La protesta feminista que dejó huella en la historia.


El 8 de marzo de 2018 se ha convertido en un hito en la historia reciente de España. Fue la primera vez que se convocó una huelga feminista legal en el Día Internacional de la Mujer, después del paro simbólico de 2017, bajo el lema “Si nosotras paramos, se para el mundo”.

Ese 8M representó el despegue definitivo de un movimiento feminista que ya había estado creciendo en las calles y que, desde entonces, ha influido en la agenda política y social del país.

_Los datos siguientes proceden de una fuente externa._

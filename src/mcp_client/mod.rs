//! MCP Client: tool providers reached over JSON-RPC.
//!
//! This module handles:
//! - Provider configuration and transport inference (stdio or SSE)
//! - Spawning provider processes and the `initialize` / `ping` / `tools/list` handshake
//! - One shared connection per `(provider, identity)`, established single-flight
//! - Tool invocation with result normalization and error remediation
//! - A persistent SQLite cache of discovered tool schemas
//!
//! The orchestration loop reaches providers only through
//! [`ConnectionManager`].

pub mod errors;
pub mod lifecycle;
pub mod manager;
pub mod normalize;
pub mod registry;
pub mod remediation;
pub mod schema_cache;
pub mod transport;
pub mod types;

// Re-exports for convenience
pub use errors::McpError;
pub use manager::{
    ConnectionManager, Connector, ManagerOptions, ProcessConnector, ProviderConnection,
    ToolCallOutcome, DEFAULT_DYNAMIC_PROVIDER,
};
pub use normalize::ToolOutput;
pub use registry::{infer_transport, load_providers_config, ProviderRegistry};
pub use schema_cache::ToolSchemaCache;
pub use types::{ProviderConfig, ProvidersConfig, ToolDescriptor, TransportKind};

2018: la huelga que transformó el 8M

La convocatoria fue promovida por la Comisión 8 de Marzo y organizada en todo el territorio con el respaldo de organizaciones feministas, sindicatos como CCOO, UGT, USO y CGT, y más de 300 colectivos sociales. Se podía participar en la huelga general o realizar paros parciales de dos horas.

En Madrid, según la Delegación del Gobierno, 170.000 personas tomaron parte en la manifestación bajo el lema “Paramos para cambiarlo todo”, convocada por la Comisión 8 de Marzo y el Movimiento Feminista de Madrid. El crecimiento fue notable: de 5.000 asistentes en 2016 y 9.000 en 2015, se pasó a 40.000 en 2017 y a una cifra histórica en 2018.

Barcelona también vivió una jornada multitudinaria, con 200.000 personas —según la Guardia Urbana— abarrotando el Passeig de Gràcia. En ciudades como Burgos, León, Salamanca o Valladolid se superaron los 10.000 asistentes, en un ambiente festivo y reivindicativo que se replicó en toda España.

Las consignas de esa jornada son parte de la historia: “No nos mires, únete”, “La brecha salarial es violencia estructural” o “Vamos a romper el techo de cristal”. El lema institucional ese año fue “Más igualdad, mejor sociedad”, promovido por el Gobierno de entonces.

El impacto del caso de La Manada

Ese año estuvo marcado también por la sentencia del conocido Caso de La Manada, que se refiere a la agresión grupal ocurrida durante los Sanfermines de 2016 en Pamplona.

En abril de 2018, la Audiencia de Navarra condenó a los cinco acusados por abuso sexual y no por agresión, al no encontrar pruebas de violencia ni intimidación. Esta decisión provocó una oleada de protestas a lo largo del país. Lemas como “No es abuso, es violación” o “Yo sí te creo” resonaron en las calles.

Finalmente, en 2019, el Tribunal Supremo aumentó la condena a 15 años por delito continuado de violación. Posteriormente, las penas se ajustaron a 14 años con la aplicación de la Ley Orgánica 10/2022, de Garantía Integral de la Libertad Sexual, conocida como la ley del “solo sí es sí”.

Un antes y un después en la agenda social

El 8M de 2018 simbolizó la consolidación de una “ola feminista” que logró poner la igualdad en el centro del debate público. Sectores como el transporte, las telecomunicaciones o las televisiones públicas registraron un seguimiento desigual pero significativo de los paros.

Desde entonces, las movilizaciones del Día Internacional de la Mujer han crecido en número, discurso y organización, acompañando el desarrollo y los debates internos del movimiento feminista en España.

Ese 8 de marzo fue algo más que una manifestación multitudinaria: marcó el inicio de una etapa en la que el feminismo pasó de ocupar las calles a influir en el pulso político y social del país.